Società Benefit: un nuovo modello di business
Società Benefit: un nuovo modello di business

Parte I

 

Sommario

1. Dalle B-Corp alle benefit corporation. La società benefit in Italia come approdo oltre oceano

2. Le Società Benefit: inquadramento giuridico e rapporto con le società non benefit

3. Struttura e caratteristiche delle Società Benefit

 

1. Dalle B-Corp alle benefit corporation. La società benefit in Italia come approdo oltre oceano

È il 2006 quando negli Stati Uniti d’America si pone la questione di attuare una nuova concezione di business. Promotore di tale concezione è stato l’ente americano no profit B-Lab, il quale per primo ha sostenuto e promosso l’idea di utilizzare il business come “forza positiva” (as a force for good).  Si sviluppa un movimento imprenditoriale che coinvolge un discreto numero di realtà societarie, interessate al perseguimento del profitto nel rispetto dei più elevati standard di trasparenza e perfomance di qualità socio-ambientale.  Nasce quindi una nuova tipologia di impresa, definita B-Corp, la quale oltre alla produzione di utili, si sottopone al contempo ad un rigoroso percorso di valutazione (c.d. Benefit Impact Assessment) volto a misurare la qualità dell’impatto generato sugli stakeholders (portatori di interessi esterni alla compagine societaria), al fine di ottenere una certificazione dell’impegno assunto nei confronti degli stessi.

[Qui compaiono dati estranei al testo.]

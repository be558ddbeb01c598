//! Transform gizmo
//!
//! [`GizmoWidget`] is the seam between the interaction layer and whatever
//! draws and picks the gizmo handles. [`TransformGizmo`] is the built-in
//! implementation: three arrows in translate mode, three rings in rotate
//! mode, centred on the attached object's origin.

mod collision;

pub use collision::{ray_cylinder_intersection, ray_ring_intersection};

use std::f32::consts::{PI, TAU};

use glam::Vec3;
use uuid::Uuid;

use mv_core::{Ray, Scene};

use crate::constants::gizmo as constants;

/// Which handle set the gizmo shows
#[derive(Debug, Clone, Copy, PartialEq, Eq, Default)]
pub enum GizmoOperation {
    #[default]
    Translate,
    Rotate,
}

/// Which axis is being manipulated
#[derive(Debug, Clone, Copy, PartialEq, Eq, Hash)]
pub enum GizmoAxis {
    X,
    Y,
    Z,
}

impl GizmoAxis {
    /// All axes
    pub const ALL: [GizmoAxis; 3] = [GizmoAxis::X, GizmoAxis::Y, GizmoAxis::Z];

    /// Component index (0, 1, 2)
    pub fn index(&self) -> usize {
        match self {
            GizmoAxis::X => 0,
            GizmoAxis::Y => 1,
            GizmoAxis::Z => 2,
        }
    }

    /// World direction of the axis
    pub fn direction(&self) -> Vec3 {
        match self {
            GizmoAxis::X => Vec3::X,
            GizmoAxis::Y => Vec3::Y,
            GizmoAxis::Z => Vec3::Z,
        }
    }

    /// Angle of `offset` around this axis
    fn angle_of(&self, offset: Vec3) -> f32 {
        match self {
            GizmoAxis::X => offset.z.atan2(offset.y),
            GizmoAxis::Y => offset.x.atan2(offset.z),
            GizmoAxis::Z => offset.y.atan2(offset.x),
        }
    }
}

/// A ray hit on a gizmo handle
#[derive(Debug, Clone, Copy, PartialEq)]
pub struct GizmoHit {
    /// Handle that was hit
    pub axis: GizmoAxis,
    /// Distance along the ray
    pub distance: f32,
}

/// Transform delta applied by one drag step
#[derive(Debug, Clone, Copy, PartialEq)]
pub enum GizmoTransform {
    /// World-space translation
    Translation(Vec3),
    /// Angle in radians around an axis
    Rotation(GizmoAxis, f32),
}

/// Gizmo widget failures
#[derive(Debug, Clone, PartialEq, thiserror::Error)]
pub enum GizmoError {
    /// The target is not part of the scene
    #[error("cannot attach gizmo: object {0} is not in the scene")]
    TargetNotFound(Uuid),
    /// The widget was disposed
    #[error("gizmo has been disposed")]
    Disposed,
}

/// Operations the interaction layer needs from a transform gizmo
pub trait GizmoWidget {
    /// Bind the gizmo to `target`
    fn attach(&mut self, scene: &Scene, target: Uuid) -> Result<(), GizmoError>;
    /// Unbind; ends any drag in progress
    fn detach(&mut self);
    /// Currently bound object
    fn attached(&self) -> Option<Uuid>;
    /// Show or hide the handles
    fn set_visible(&mut self, visible: bool);
    /// Whether the handles are shown
    fn is_visible(&self) -> bool;
    /// Switch between arrows and rings
    fn set_operation(&mut self, operation: GizmoOperation);
    /// Current handle set
    fn operation(&self) -> GizmoOperation;
    /// All handles crossed by `ray`, nearest first
    fn hit_test(&self, ray: &Ray) -> Vec<GizmoHit>;
    /// Start dragging the nearest handle under `ray`
    fn begin_drag(&mut self, ray: &Ray) -> Option<GizmoAxis>;
    /// Continue a drag, applying the delta to the bound object
    fn drag(&mut self, scene: &mut Scene, ray: &Ray) -> Option<GizmoTransform>;
    /// Finish the current drag
    fn end_drag(&mut self);
    /// Whether a drag is in progress
    fn is_dragging(&self) -> bool;
    /// Per-frame sync with the bound object
    fn update(&mut self, scene: &Scene);
    /// Release resources; further attaches fail
    fn dispose(&mut self);
}

#[derive(Debug, Clone, Copy)]
struct DragState {
    axis: GizmoAxis,
    plane_normal: Vec3,
    last_point: Vec3,
    last_angle: f32,
}

/// Built-in arrow/ring transform gizmo
#[derive(Debug, Clone)]
pub struct TransformGizmo {
    target: Option<Uuid>,
    visible: bool,
    operation: GizmoOperation,
    size: f32,
    position: Vec3,
    drag: Option<DragState>,
    disposed: bool,
}

impl Default for TransformGizmo {
    fn default() -> Self {
        Self::new(1.0)
    }
}

impl TransformGizmo {
    /// Create a hidden, detached gizmo with the given handle size
    pub fn new(size: f32) -> Self {
        Self {
            target: None,
            visible: false,
            operation: GizmoOperation::default(),
            size: size.max(1e-3),
            position: Vec3::ZERO,
            drag: None,
            disposed: false,
        }
    }

    /// World-space centre of the handles
    pub fn position(&self) -> Vec3 {
        self.position
    }

    /// Handle scale
    pub fn size(&self) -> f32 {
        self.size
    }

    /// Axis being dragged, if any
    pub fn drag_axis(&self) -> Option<GizmoAxis> {
        self.drag.map(|d| d.axis)
    }

    fn hit_axis(&self, ray: &Ray, axis: GizmoAxis) -> Option<f32> {
        match self.operation {
            GizmoOperation::Translate => ray_cylinder_intersection(
                ray,
                self.position,
                self.position + axis.direction() * constants::ARROW_LENGTH * self.size,
                constants::HIT_RADIUS * self.size,
            ),
            GizmoOperation::Rotate => ray_ring_intersection(
                ray,
                self.position,
                axis.direction(),
                constants::RING_RADIUS * self.size,
                constants::RING_HIT_THICKNESS * self.size,
            ),
        }
    }

    /// Of the two planes containing `axis`, the one facing the view best
    fn drag_plane_normal(axis: GizmoAxis, view_dir: Vec3) -> Vec3 {
        match axis {
            GizmoAxis::X => {
                if view_dir.y.abs() > view_dir.z.abs() {
                    Vec3::Y
                } else {
                    Vec3::Z
                }
            }
            GizmoAxis::Y => {
                if view_dir.x.abs() > view_dir.z.abs() {
                    Vec3::X
                } else {
                    Vec3::Z
                }
            }
            GizmoAxis::Z => {
                if view_dir.x.abs() > view_dir.y.abs() {
                    Vec3::X
                } else {
                    Vec3::Y
                }
            }
        }
    }

    fn drag_translate(
        &mut self,
        scene: &mut Scene,
        target: Uuid,
        ray: &Ray,
        mut state: DragState,
    ) -> Option<GizmoTransform> {
        let current = ray.intersect_plane(self.position, state.plane_normal)?;
        let axis_dir = state.axis.direction();
        let world_delta = axis_dir * (current - state.last_point).dot(axis_dir);

        let local_delta = scene
            .parent_world_matrix(target)
            .inverse()
            .transform_vector3(world_delta);
        scene.get_mut(target)?.pose.position += local_delta;

        self.position += world_delta;
        state.last_point = current;
        self.drag = Some(state);
        Some(GizmoTransform::Translation(world_delta))
    }

    fn drag_rotate(
        &mut self,
        scene: &mut Scene,
        target: Uuid,
        ray: &Ray,
        mut state: DragState,
    ) -> Option<GizmoTransform> {
        let current = ray.intersect_plane(self.position, state.plane_normal)?;
        let angle = state.axis.angle_of(current - self.position);

        // Shortest way round, so crossing the atan2 seam doesn't jump a turn
        let mut delta = angle - state.last_angle;
        if delta > PI {
            delta -= TAU;
        } else if delta <= -PI {
            delta += TAU;
        }

        // Rotation accumulates on the matching Euler component
        scene.get_mut(target)?.pose.rotation[state.axis.index()] += delta;

        state.last_angle = angle;
        self.drag = Some(state);
        Some(GizmoTransform::Rotation(state.axis, delta))
    }
}

impl GizmoWidget for TransformGizmo {
    fn attach(&mut self, scene: &Scene, target: Uuid) -> Result<(), GizmoError> {
        if self.disposed {
            return Err(GizmoError::Disposed);
        }
        let world = scene
            .world_matrix(target)
            .ok_or(GizmoError::TargetNotFound(target))?;

        self.drag = None;
        self.target = Some(target);
        self.position = world.transform_point3(Vec3::ZERO);
        Ok(())
    }

    fn detach(&mut self) {
        self.target = None;
        self.drag = None;
    }

    fn attached(&self) -> Option<Uuid> {
        self.target
    }

    fn set_visible(&mut self, visible: bool) {
        self.visible = visible;
    }

    fn is_visible(&self) -> bool {
        self.visible
    }

    fn set_operation(&mut self, operation: GizmoOperation) {
        if self.operation != operation {
            self.drag = None;
            self.operation = operation;
        }
    }

    fn operation(&self) -> GizmoOperation {
        self.operation
    }

    fn hit_test(&self, ray: &Ray) -> Vec<GizmoHit> {
        if !self.visible || self.target.is_none() {
            return Vec::new();
        }

        let mut hits: Vec<GizmoHit> = GizmoAxis::ALL
            .into_iter()
            .filter_map(|axis| {
                self.hit_axis(ray, axis)
                    .map(|distance| GizmoHit { axis, distance })
            })
            .collect();
        hits.sort_by(|a, b| a.distance.total_cmp(&b.distance));
        hits
    }

    fn begin_drag(&mut self, ray: &Ray) -> Option<GizmoAxis> {
        let axis = self.hit_test(ray).first()?.axis;

        let plane_normal = match self.operation {
            GizmoOperation::Translate => Self::drag_plane_normal(axis, ray.direction),
            GizmoOperation::Rotate => axis.direction(),
        };
        let point = ray.intersect_plane(self.position, plane_normal)?;

        self.drag = Some(DragState {
            axis,
            plane_normal,
            last_point: point,
            last_angle: axis.angle_of(point - self.position),
        });
        Some(axis)
    }

    fn drag(&mut self, scene: &mut Scene, ray: &Ray) -> Option<GizmoTransform> {
        let state = self.drag?;
        let target = self.target?;
        match self.operation {
            GizmoOperation::Translate => self.drag_translate(scene, target, ray, state),
            GizmoOperation::Rotate => self.drag_rotate(scene, target, ray, state),
        }
    }

    fn end_drag(&mut self) {
        self.drag = None;
    }

    fn is_dragging(&self) -> bool {
        self.drag.is_some()
    }

    fn update(&mut self, scene: &Scene) {
        let Some(target) = self.target else {
            return;
        };
        match scene.world_matrix(target) {
            Some(world) => self.position = world.transform_point3(Vec3::ZERO),
            None => {
                tracing::warn!("Gizmo target {} left the scene, detaching", target);
                self.detach();
            }
        }
    }

    fn dispose(&mut self) {
        self.detach();
        self.visible = false;
        self.disposed = true;
    }
}
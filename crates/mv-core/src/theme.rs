//! Theme query injected into UI components

/// Answers whether the viewer is currently drawn with the dark theme
pub trait ThemeProvider {
    fn is_dark_mode(&self) -> bool;
}
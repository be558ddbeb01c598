//! Scene graph storage

use std::collections::{HashMap, HashSet};

use glam::Mat4;
use uuid::Uuid;

use crate::object::SceneObject;

/// Owns every object in the viewer, keyed by ID for O(1) lookup
#[derive(Debug, Clone, Default)]
pub struct Scene {
    objects: HashMap<Uuid, SceneObject>,
    /// Top-level objects in insertion order
    roots: Vec<Uuid>,
}

impl Scene {
    /// Create an empty scene
    pub fn new() -> Self {
        Self::default()
    }

    /// Add a top-level object, returns its ID
    pub fn add(&mut self, mut object: SceneObject) -> Uuid {
        let id = object.id;
        object.parent = None;
        self.objects.insert(id, object);
        self.roots.push(id);
        id
    }

    /// Add an object under `parent`. Returns `None` if the parent is unknown,
    /// is the object itself, or the object's ID is already in the scene.
    pub fn add_child(&mut self, parent: Uuid, mut object: SceneObject) -> Option<Uuid> {
        let id = object.id;
        if id == parent || self.objects.contains_key(&id) {
            return None;
        }
        let parent_obj = self.objects.get_mut(&parent)?;
        parent_obj.children.push(id);
        object.parent = Some(parent);
        self.objects.insert(id, object);
        Some(id)
    }

    /// Remove an object and its whole subtree
    pub fn remove(&mut self, id: Uuid) -> Option<SceneObject> {
        let object = self.objects.remove(&id)?;
        match object.parent.and_then(|p| self.objects.get_mut(&p)) {
            Some(parent) => parent.children.retain(|c| *c != id),
            None => self.roots.retain(|r| *r != id),
        }
        for child in &object.children {
            self.remove_subtree(*child);
        }
        Some(object)
    }

    fn remove_subtree(&mut self, id: Uuid) {
        if let Some(object) = self.objects.remove(&id) {
            for child in object.children {
                self.remove_subtree(child);
            }
        }
    }

    /// Get an object by ID
    pub fn get(&self, id: Uuid) -> Option<&SceneObject> {
        self.objects.get(&id)
    }

    /// Get a mutable object by ID
    pub fn get_mut(&mut self, id: Uuid) -> Option<&mut SceneObject> {
        self.objects.get_mut(&id)
    }

    /// Whether the scene contains `id`
    pub fn contains(&self, id: Uuid) -> bool {
        self.objects.contains_key(&id)
    }

    /// Top-level object IDs
    pub fn roots(&self) -> &[Uuid] {
        &self.roots
    }

    /// Number of objects
    pub fn len(&self) -> usize {
        self.objects.len()
    }

    /// True if the scene has no objects
    pub fn is_empty(&self) -> bool {
        self.objects.is_empty()
    }

    /// Iterate over all objects
    pub fn iter(&self) -> impl Iterator<Item = &SceneObject> {
        self.objects.values()
    }

    /// First object with the given name
    pub fn find_by_name(&self, name: &str) -> Option<&SceneObject> {
        self.objects.values().find(|o| o.name == name)
    }

    /// World transform: product of the pose matrices from the root down
    pub fn world_matrix(&self, id: Uuid) -> Option<Mat4> {
        let object = self.objects.get(&id)?;
        let local = object.pose.matrix();
        match object.parent {
            Some(parent) => Some(self.world_matrix(parent).unwrap_or(Mat4::IDENTITY) * local),
            None => Some(local),
        }
    }

    /// World transform of the parent (identity for top-level objects)
    pub fn parent_world_matrix(&self, id: Uuid) -> Mat4 {
        self.objects
            .get(&id)
            .and_then(|o| o.parent)
            .and_then(|p| self.world_matrix(p))
            .unwrap_or(Mat4::IDENTITY)
    }

    /// `id` followed by all of its descendants, depth first
    pub fn subtree(&self, id: Uuid) -> Vec<Uuid> {
        let mut out = Vec::new();
        let mut stack = vec![id];
        while let Some(current) = stack.pop() {
            let Some(object) = self.objects.get(&current) else {
                continue;
            };
            out.push(current);
            stack.extend(object.children.iter().rev());
        }
        out
    }

    /// Subtrees of all `ids` in order, each object listed once.
    /// IDs missing from the scene are skipped.
    pub fn expand_subtrees(&self, ids: impl IntoIterator<Item = Uuid>) -> Vec<Uuid> {
        let mut seen = HashSet::new();
        let mut out = Vec::new();
        for id in ids {
            for member in self.subtree(id) {
                if seen.insert(member) {
                    out.push(member);
                }
            }
        }
        out
    }
}

#[cfg(test)]
mod tests {
    use super::*;
    use crate::bounds::BoundingBox;
    use crate::object::Pose;
    use glam::Vec3;

    fn cube(name: &str) -> SceneObject {
        SceneObject::mesh(name, BoundingBox::new(Vec3::splat(-0.5), Vec3::splat(0.5)))
    }

    #[test]
    fn test_add_child_links_parent() {
        let mut scene = Scene::new();
        let group = scene.add(SceneObject::group("kidneys"));
        let left = scene.add_child(group, cube("kidney_left_mov")).unwrap();

        assert_eq!(scene.get(left).unwrap().parent, Some(group));
        assert_eq!(scene.get(group).unwrap().children, vec![left]);
        assert_eq!(scene.roots(), &[group]);
        assert!(scene.add_child(uuid::Uuid::new_v4(), cube("orphan")).is_none());
    }

    #[test]
    fn test_add_child_rejects_self_parent_and_duplicates() {
        let mut scene = Scene::new();
        let group = scene.add(SceneObject::group("kidneys"));
        let left = scene.add_child(group, cube("kidney_left_mov")).unwrap();

        let looped = cube("loop_mov");
        let looped_id = looped.id;
        assert!(scene.add_child(looped_id, looped).is_none());
        assert!(!scene.contains(looped_id));

        let mut duplicate = cube("kidney_left_mov");
        duplicate.id = left;
        assert!(scene.add_child(group, duplicate).is_none());
        assert_eq!(scene.get(group).unwrap().children, vec![left]);
        assert!(scene.world_matrix(left).is_some());
    }

    #[test]
    fn test_world_matrix_composes_parents() {
        let mut scene = Scene::new();
        let group = scene.add(
            SceneObject::group("kidneys").with_pose(Pose::from_position(Vec3::new(1.0, 0.0, 0.0))),
        );
        let child = scene
            .add_child(
                group,
                cube("kidney_mov").with_pose(Pose::from_position(Vec3::new(0.0, 2.0, 0.0))),
            )
            .unwrap();

        let world = scene.world_matrix(child).unwrap();
        assert!(
            world
                .transform_point3(Vec3::ZERO)
                .abs_diff_eq(Vec3::new(1.0, 2.0, 0.0), 1e-6)
        );
        assert!(
            scene
                .parent_world_matrix(child)
                .transform_point3(Vec3::ZERO)
                .abs_diff_eq(Vec3::X, 1e-6)
        );
    }

    #[test]
    fn test_subtree_and_remove() {
        let mut scene = Scene::new();
        let group = scene.add(SceneObject::group("vessels"));
        let a = scene.add_child(group, cube("artery")).unwrap();
        let b = scene.add_child(a, cube("branch")).unwrap();

        assert_eq!(scene.subtree(group), vec![group, a, b]);
        assert_eq!(
            scene.expand_subtrees([a, group, uuid::Uuid::new_v4()]),
            vec![a, b, group]
        );

        scene.remove(a);
        assert!(!scene.contains(a));
        assert!(!scene.contains(b));
        assert!(scene.get(group).unwrap().children.is_empty());
        assert_eq!(scene.len(), 1);
    }
}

La certificazione B-Corp consente quindi di dichiarare al mercato di essere un’impresa orientata ai principi di sostenibilità all’interno dell’intera catena del valore. Tuttavia, dal momento che la certificazione B-Corp era una certificazione “privata”, la stessa non era in grado di porre alcuna garanzia effettiva ed alcuna tutela istituzionale.

Tale limite ha indotto il movimento delle B-Corp ad esercitare pressioni sulle istituzioni al fine di far delineare un quadro normativo idoneo a tutelare le società che oltre allo scopo lucrativo volessero perseguire scopi di beneficio comune.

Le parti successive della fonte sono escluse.